When I delivered the papers, I made sure the front page was up, the type could be read from the guests’ side and that the papers were straight, lined up with the door. It showed that I cared as I placed these for the guest so they could catch the headline even before they picked the paper up. By putting a bit of extra effort in, I not only made the hallways look tidier (psychological benefit) but I also demonstrated that I valued the guests enough to go the extra mile, even in little things.  

When little extra things are done it makes an impact. I’ve rarely had people thank me for issues, but once I did. Our team had forgotten to put towels in a room. The guests were really nice and just mentioned it as they left for the evening. So I put new towels in their room, but also wrote a little card thanking them for their stay and put a few chocolates with it. That evening, they came back to thank me for the effort. The extra effort turned what could have been a small valley in the experience into a noteworthy peak.

Caring Staff

When staff go beyond what is expected, it shows they care. At one hotel, our bell team often had guests ask if we could call a cab for them. We’d always say that we would be happy to call a cab and asked where the guest was headed. They’d head off to wait and we’d dive into action. We’d pull a clean hotel shuttle car right to the front while another staff member went to the guest to offer them a ride. I could always tell the guests were so happy not to need to wait for a cab to arrive and to avoid crawling into the back of some cab.

And we were happy to drive the guests. In fact, we all liked it (well except me. I have trouble with directions) we called it “A+ing” the guests. The format positioned it as something we did because we cared, not because it was required. This meant if we ever were too busy to drive, that was alright, we weren’t disappointing the guests. We always made every effort to, even if the rest of us had to pull double duty to cover while a team member was off driving. We made the extra effort because we cared about the experience and the service. 

Achieving the Ultimate Goal

When staff do little extra things for the guests’ stay to make it better, it shows they care and guests feel valued. Guests may never consciously realize that I carefully placed the newspapers with them in mind. But I think that subconsciously, they would realize the neatness and realize that someone cared. When you go out of your way to drive them wherever they need to go guests will realize you want them to enjoy their stay and you value their comfort.

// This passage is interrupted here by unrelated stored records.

// Background sweeper
//
// Periodically drives the deadline machinery: expires active wagers past
// expires_at, applies the default void to overdue disputes, evicts stale
// queue entries, and re-runs pairing. Each transition is status-guarded,
// so concurrent sweeper instances never double-apply anything. The sweep
// also snapshots state so queue places survive a restart.

use std::time::Duration;

use chrono::Utc;

use crate::app_state::SharedState;

pub fn spawn(state: SharedState, interval: Duration) -> tokio::task::JoinHandle<()> {
    tokio::spawn(async move {
        let mut ticker = tokio::time::interval(interval);
        // The first tick fires immediately; use it to catch up on
        // deadlines that passed while the process was down.
        loop {
            ticker.tick().await;

            let summary = {
                let mut state = state.lock().unwrap();
                let summary = state.sweep(Utc::now());
                if let Err(e) = state.save_to_disk() {
                    tracing::warn!(error = %e, "state snapshot failed");
                }
                summary
            };

            if !summary.is_empty() {
                tracing::info!(
                    expired = summary.expired_wagers,
                    voided = summary.voided_disputes,
                    evicted = summary.evicted_entries,
                    paired = summary.pairs_created,
                    "sweep pass applied deadline transitions"
                );
            }
        }
    })
}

Guests like to feel special. Everyone does! Have you ever gotten a bag of chips and found a really big chip? Doesn’t it feel so nice to eat that one? It feels kind of like a bonus. I got this giant chip when everyone else got small ones. Yet, when you think about it, you bought the bag of chips by weight. You got the same amount of chips.

But you still feel unique if you get that big chip.

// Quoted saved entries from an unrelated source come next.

// ============================================================================
// Wager Lifecycle - wagermatch
// ============================================================================
//
// The wager record and its state machine:
//
//   active -> completed   (verified result before expiry)
//   active -> cancelled   (expiry with no result; reason "expired")
//   active -> disputed    (participant dispute before expiry)
//   disputed -> completed (resolver decision: winner or draw)
//   disputed -> cancelled (resolver void, or dispute deadline default)
//
// Transitions are compare-and-set on (status, version): a caller holding a
// stale version loses with the retryable ConcurrentModification error.
// Wagers are never deleted, only transitioned to a terminal status.
//
// ============================================================================

use chrono::{DateTime, Utc};
use serde::{Deserialize, Serialize};
use std::collections::HashMap;
use uuid::Uuid;

use crate::errors::EngineError;

/// Cancellation reason recorded when a wager expires with no result
pub const CANCEL_REASON_EXPIRED: &str = "expired";

/// Cancellation reason for the dispute-deadline default
pub const CANCEL_REASON_DISPUTE_TIMEOUT: &str = "dispute_timeout";

/// Cancellation reason for an explicit void decision
pub const CANCEL_REASON_VOID: &str = "void";

/// Wager status
#[derive(Debug, Clone, Copy, PartialEq, Eq, Serialize, Deserialize)]
#[serde(rename_all = "lowercase")]
pub enum WagerStatus {
    Active,
    Disputed,
    Completed,
    Cancelled,
}

impl WagerStatus {
    pub fn is_terminal(&self) -> bool {
        matches!(self, WagerStatus::Completed | WagerStatus::Cancelled)
    }

    pub fn as_str(&self) -> &'static str {
        match self {
            WagerStatus::Active => "active",
            WagerStatus::Disputed => "disputed",
            WagerStatus::Completed => "completed",
            WagerStatus::Cancelled => "cancelled",
        }
    }
}

/// A paired wager with both stakes reserved
#[derive(Debug, Clone, Serialize, Deserialize)]
pub struct Wager {
    pub id: Uuid,

    // Participant identities; opaque keys resolved through the ledger
    pub player1_id: Uuid,
    pub player2_id: Uuid,

    // External game handles used by the result source
    pub player1_tag: String,
    pub player2_tag: String,

    /// Equal stake per participant, minor units
    pub bet_amount: u64,

    pub status: WagerStatus,
    pub winner_id: Option<Uuid>,

    /// Observed time of the external match, once known
    pub event_time: Option<DateTime<Utc>>,

    pub created_at: DateTime<Utc>,
    pub expires_at: DateTime<Utc>,
    pub completed_at: Option<DateTime<Utc>>,

    pub cancellation_reason: Option<String>,
    pub dispute_reason: Option<String>,
    pub dispute_deadline: Option<DateTime<Utc>>,

    /// Optimistic-lock counter, bumped on every transition
    pub version: u64,
}

impl Wager {
    #[allow(clippy::too_many_arguments)]
    pub fn new(
        id: Uuid,
        player1_id: Uuid,
        player1_tag: String,
        player2_id: Uuid,
        player2_tag: String,
        bet_amount: u64,
        created_at: DateTime<Utc>,
        expires_at: DateTime<Utc>,
    ) -> Self {
        Self {
            id,
            player1_id,
            player2_id,
            player1_tag,
            player2_tag,
            bet_amount,
            status: WagerStatus::Active,
            winner_id: None,
            event_time: None,
            created_at,
            expires_at,
            completed_at: None,
            cancellation_reason: None,
            dispute_reason: None,
            dispute_deadline: None,
            version: 0,
        }
    }

    pub fn is_participant(&self, account_id: Uuid) -> bool {
        self.player1_id == account_id || self.player2_id == account_id
    }

    pub fn opponent_of(&self, account_id: Uuid) -> Option<Uuid> {
        if account_id == self.player1_id {
            Some(self.player2_id)
        } else if account_id == self.player2_id {
            Some(self.player1_id)
        } else {
            None
        }
    }

    /// Resolve an external handle to the participant it belongs to.
    pub fn account_for_tag(&self, tag: &str) -> Option<Uuid> {
        if tag == self.player1_tag {
            Some(self.player1_id)
        } else if tag == self.player2_tag {
            Some(self.player2_id)
        } else {
            None
        }
    }

    fn guard_version(&self, expected: Option<u64>) -> Result<(), EngineError> {
        match expected {
            Some(v) if v != self.version => Err(EngineError::ConcurrentModification {
                entity: format!("wager {}", self.id),
            }),
            _ => Ok(()),
        }
    }

    /// active -> disputed. Only before expiry; result reporting is
    /// suspended once this succeeds.
    pub fn mark_disputed(
        &mut self,
        reason: &str,
        deadline: DateTime<Utc>,
        now: DateTime<Utc>,
        expected_version: Option<u64>,
    ) -> Result<(), EngineError> {
        self.guard_version(expected_version)?;
        match self.status {
            WagerStatus::Active => {
                if now >= self.expires_at {
                    return Err(EngineError::MatchExpired { wager_id: self.id });
                }
                self.status = WagerStatus::Disputed;
                self.dispute_reason = Some(reason.to_string());
                self.dispute_deadline = Some(deadline);
                self.version += 1;
                Ok(())
            }
            WagerStatus::Disputed => Err(EngineError::ConcurrentModification {
                entity: format!("wager {}", self.id),
            }),
            _ => Err(EngineError::MatchExpired { wager_id: self.id }),
        }
    }

    /// active/disputed -> completed. A result-driven completion (from
    /// `active`) must beat the expiry deadline; a dispute decision may
    /// complete the wager at any time.
    pub fn mark_completed(
        &mut self,
        winner_id: Option<Uuid>,
        event_time: Option<DateTime<Utc>>,
        now: DateTime<Utc>,
        expected_version: Option<u64>,
    ) -> Result<(), EngineError> {
        self.guard_version(expected_version)?;
        match self.status {
            WagerStatus::Active => {
                if now >= self.expires_at {
                    return Err(EngineError::MatchExpired { wager_id: self.id });
                }
            }
            WagerStatus::Disputed => {}
            _ => return Err(EngineError::SettlementConflict { wager_id: self.id }),
        }

        self.status = WagerStatus::Completed;
        self.winner_id = winner_id;
        self.event_time = event_time;
        self.completed_at = Some(now);
        self.version += 1;
        Ok(())
    }

    /// active/disputed -> cancelled with a recorded reason.
    pub fn mark_cancelled(
        &mut self,
        reason: &str,
        now: DateTime<Utc>,
        expected_version: Option<u64>,
    ) -> Result<(), EngineError> {
        self.guard_version(expected_version)?;
        if self.status.is_terminal() {
            return Err(EngineError::SettlementConflict { wager_id: self.id });
        }

        self.status = WagerStatus::Cancelled;
        self.cancellation_reason = Some(reason.to_string());
        self.completed_at = Some(now);
        self.version += 1;
        Ok(())
    }
}

// ============================================================================
// WAGER BOOK
// ============================================================================

/// All wagers, with a per-account index
#[derive(Debug, Default, Serialize, Deserialize)]
pub struct WagerBook {
    wagers: HashMap<Uuid, Wager>,
    by_account: HashMap<Uuid, Vec<Uuid>>,
}

impl WagerBook {
    pub fn new() -> Self {
        Self::default()
    }

    pub fn insert(&mut self, wager: Wager) {
        self.by_account
            .entry(wager.player1_id)
            .or_default()
            .push(wager.id);
        self.by_account
            .entry(wager.player2_id)
            .or_default()
            .push(wager.id);
        self.wagers.insert(wager.id, wager);
    }

    pub fn get(&self, wager_id: Uuid) -> Result<&Wager, EngineError> {
        self.wagers
            .get(&wager_id)
            .ok_or(EngineError::WagerNotFound { wager_id })
    }

    pub fn get_mut(&mut self, wager_id: Uuid) -> Result<&mut Wager, EngineError> {
        self.wagers
            .get_mut(&wager_id)
            .ok_or(EngineError::WagerNotFound { wager_id })
    }

    /// Wagers involving an account, newest first.
    pub fn for_account(&self, account_id: Uuid) -> Vec<&Wager> {
        let mut list: Vec<&Wager> = self
            .by_account
            .get(&account_id)
            .map(|ids| ids.iter().filter_map(|id| self.wagers.get(id)).collect())
            .unwrap_or_default();
        list.sort_by(|a, b| b.created_at.cmp(&a.created_at));
        list
    }

    /// Active wagers whose expiry deadline has passed.
    pub fn active_past_expiry(&self, now: DateTime<Utc>) -> Vec<Uuid> {
        self.wagers
            .values()
            .filter(|w| w.status == WagerStatus::Active && now >= w.expires_at)
            .map(|w| w.id)
            .collect()
    }

    pub fn iter(&self) -> impl Iterator<Item = &Wager> {
        self.wagers.values()
    }

    pub fn len(&self) -> usize {
        self.wagers.len()
    }

    pub fn is_empty(&self) -> bool {
        self.wagers.is_empty()
    }
}

// ============================================================================
// TESTS
// ============================================================================

#[cfg(test)]
mod tests {
    use super::*;
    use chrono::Duration;

    fn test_wager(now: DateTime<Utc>) -> Wager {
        Wager::new(
            Uuid::new_v4(),
            Uuid::new_v4(),
            "#PLAYER1".to_string(),
            Uuid::new_v4(),
            "#PLAYER2".to_string(),
            2000,
            now,
            now + Duration::minutes(10),
        )
    }

    #[test]
    fn test_complete_before_expiry() {
        let now = Utc::now();
        let mut wager = test_wager(now);
        let winner = wager.player1_id;

        wager
            .mark_completed(Some(winner), Some(now), now + Duration::minutes(5), None)
            .unwrap();
        assert_eq!(wager.status, WagerStatus::Completed);
        assert_eq!(wager.winner_id, Some(winner));
        assert!(wager.completed_at.is_some());
        assert_eq!(wager.version, 1);
    }

    #[test]
    fn test_result_after_expiry_rejected() {
        let now = Utc::now();
        let mut wager = test_wager(now);
        let winner = wager.player1_id;

        let err = wager
            .mark_completed(Some(winner), None, now + Duration::minutes(11), None)
            .unwrap_err();
        assert_eq!(err, EngineError::MatchExpired { wager_id: wager.id });
        assert_eq!(wager.status, WagerStatus::Active);
    }

    #[test]
    fn test_dispute_suspends_then_resolves() {
        let now = Utc::now();
        let mut wager = test_wager(now);

        wager
            .mark_disputed("opponent never played", now + Duration::hours(24), now, None)
            .unwrap();
        assert_eq!(wager.status, WagerStatus::Disputed);

        // Dispute decisions may land past the match expiry
        wager
            .mark_completed(Some(wager.player2_id), None, now + Duration::minutes(30), None)
            .unwrap();
        assert_eq!(wager.status, WagerStatus::Completed);
    }

    #[test]
    fn test_dispute_after_expiry_rejected() {
        let now = Utc::now();
        let mut wager = test_wager(now);
        let err = wager
            .mark_disputed("too late", now + Duration::hours(24), now + Duration::minutes(10), None)
            .unwrap_err();
        assert_eq!(err, EngineError::MatchExpired { wager_id: wager.id });
    }

    #[test]
    fn test_terminal_states_are_final() {
        let now = Utc::now();
        let mut wager = test_wager(now);
        wager.mark_cancelled(CANCEL_REASON_EXPIRED, now, None).unwrap();

        assert!(wager.status.is_terminal());
        assert!(matches!(
            wager.mark_cancelled("again", now, None),
            Err(EngineError::SettlementConflict { .. })
        ));
        assert!(matches!(
            wager.mark_completed(None, None, now, None),
            Err(EngineError::SettlementConflict { .. })
        ));
    }

    #[test]
    fn test_stale_version_loses() {
        let now = Utc::now();
        let mut wager = test_wager(now);
        let stale = wager.version;

        wager
            .mark_disputed("first caller", now + Duration::hours(24), now, Some(stale))
            .unwrap();

        // A second caller that read version 0 must fail retryably
        let err = wager
            .mark_cancelled(CANCEL_REASON_EXPIRED, now, Some(stale))
            .unwrap_err();
        assert!(err.is_retryable());
    }

    #[test]
    fn test_tag_resolution() {
        let now = Utc::now();
        let wager = test_wager(now);
        assert_eq!(wager.account_for_tag("#PLAYER1"), Some(wager.player1_id));
        assert_eq!(wager.account_for_tag("#PLAYER2"), Some(wager.player2_id));
        assert_eq!(wager.account_for_tag("#UNKNOWN"), None);
        assert_eq!(wager.opponent_of(wager.player1_id), Some(wager.player2_id));
    }

    #[test]
    fn test_book_indexes_both_players() {
        let now = Utc::now();
        let wager = test_wager(now);
        let (p1, p2, id) = (wager.player1_id, wager.player2_id, wager.id);

        let mut book = WagerBook::new();
        book.insert(wager);

        assert_eq!(book.for_account(p1).len(), 1);
        assert_eq!(book.for_account(p2).len(), 1);
        assert!(book.get(id).is_ok());
        assert_eq!(book.active_past_expiry(now + Duration::minutes(11)), vec![id]);
        assert!(book.active_past_expiry(now).is_empty());
    }
}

In hospitality, everyone buys a big bag of chips. The staff can’t really control what is inside that bag. But they can point out the big ones and draw attention to the flavour. Even if you do the same thing for every guest, you can make them feel special. 

Molehills to Mountains

Our lives are measured, not by time, but by memories. We can manufacture memories for ourselves, our family, friends and even strangers by making experiences that stand out from the ordinary.

Memories are made when situations are abnormal. Things need to be noteworthy, either good or bad, for us to take notice. There’s a cumulative effect, but more attention goes into the first moments and our final impressions.

The more fully one can engage the more they will remember. Create experiences so filled with pleasure that guests explode… from joy. 

Creating memories and pleasure takes intention and effort though. But effort shows care. And it’s that care that really makes guests feel valued and makes an impact.

When only the newspapers are sitting just so, it doesn’t matter. But when the newspapers are sitting just so, the housekeeping cheerily greets you “good morning”, the room smells nice, and your tour guide went out of his way to bring hot chocolate for you onto the frigid glacier tour, then you’ve got a memorable experience.